2.2 Summary of Bootstrapping Method

The ODP bootstrap of the paid chain-ladder method, as described in England and Verrall (1999) and England (2002), is one of the most popular methods to model reserve distributions. A number of variations to the ODP bootstrap method have also appeared in the insurance literature. Below we discuss the ODP bootstrap model and one of its variations.

2.2.1 Nonparametric in GLM based on England and Verrall

The main definitions given in England and Verrall are:

$$C_{i,j}\quad\text{actual incremental loss in year}\ i\ \text{and development age}\ j$$

$$m_{i,j}\quad \text{fitted incremental loss in year}\ i\ \text{and development age}\ j$$

The ODP model assumes that the variance for the distribution of incremental losses is a constant multiple of the mean. This multiple is represented by a dispersion parameter $\phi.$

$$E\left( C_{i,j} \right) = m_{i,j}\quad Var\left( C_{i,j} \right) = \phi \cdot m_{i,j}\tag{2.1.1}$$

An estimate of the dispersion parameter can be made, assuming n=55 for the ten-by-ten triangle and the number of parameters p=19 as in the ODP model.

$$\phi \approx \frac{1}{n - p} \cdot \sum_{i,j}^{n}\frac{\left( C_{i,j} - m_{i,j} \right)^{2}}{m_{i,j}}\tag{2.1.2}$$

Unscaled Pearson residuals are calculated from the original triangle and the expected values. Resampled points for the bootstrap are random draws (with replacement) from these residuals.

$$r_{i,j} = \frac{C_{i,j} - m_{i,j}}{\sqrt{m_{i,j}}}\tag{2.1.3}$$

One problem with this procedure in practice is that fitted incremental loss $m_{i,j}$ can be negative, zero or close to zero. These values can then create unstable residuals.

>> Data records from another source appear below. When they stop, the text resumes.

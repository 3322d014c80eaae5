mod common;

use common::{draft, mem_store};
use potalog::core::logbook::log_qso;
use potalog::core::session::today_session;
use potalog::models::InsertOutcome;

#[tokio::test]
async fn test_today_session_is_created_lazily_then_reused() {
    let store = mem_store();

    let first = today_session(&store).await.unwrap();
    let second = today_session(&store).await.unwrap();
    assert_eq!(first.id, second.id);
    assert_eq!(first.session_date, second.session_date);
}

#[tokio::test]
async fn test_log_qso_normalizes_and_stores() {
    let store = mem_store();
    let session = today_session(&store).await.unwrap();

    let outcome = log_qso(
        &store,
        None,
        &session,
        draft("w1aw ", Some(" k-0001"), 14.225),
    )
    .await
    .unwrap();
    assert!(matches!(outcome, InsertOutcome::Inserted { .. }));

    let logged = store.qsos_for_session(&session.id).await.unwrap();
    assert_eq!(logged.len(), 1);
    assert_eq!(logged[0].callsign, "W1AW");
    assert_eq!(logged[0].park_reference.as_deref(), Some("K-0001"));
    assert_eq!(logged[0].band, "20m");
    // without a remote the row waits in the push queue
    assert!(!logged[0].synced);
}

#[tokio::test]
async fn test_log_qso_reports_duplicate_distinctly() {
    let store = mem_store();
    let session = today_session(&store).await.unwrap();

    let first = log_qso(&store, None, &session, draft("W1AW", Some("K-0001"), 14.225))
        .await
        .unwrap();
    assert!(!first.is_duplicate());

    let second = log_qso(&store, None, &session, draft("W1AW", Some("K-0001"), 14.225))
        .await
        .unwrap();
    assert_eq!(second, InsertOutcome::Duplicate);
    assert_eq!(store.qsos_for_session(&session.id).await.unwrap().len(), 1);
}

#[tokio::test]
async fn test_blank_park_reference_is_stored_as_null() {
    let store = mem_store();
    let session = today_session(&store).await.unwrap();

    log_qso(&store, None, &session, draft("W1AW", Some("   "), 14.225))
        .await
        .unwrap();

    let logged = store.qsos_for_session(&session.id).await.unwrap();
    assert_eq!(logged[0].park_reference, None);
    // and a park-less contact never feeds the worked-park set
    assert!(store.worked_parks().await.unwrap().is_empty());
}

We can adjust the formulas, so that the results are more stable. We use the absolute value of the fitted increment, and also constrain the amount to be greater than some selected minimum $\delta.$

$$r_{i,j}\ = \ \frac{C_{i,j} - m_{i,j}}{\sqrt{\text{MAX}\left( \text{ABS} \left( m_{i,j} \right),\delta \right)}}\tag{2.1.4}$$

The incremental losses in the resampled or pseudo triangles are then estimated as follows (the asterisk represents a resampled value).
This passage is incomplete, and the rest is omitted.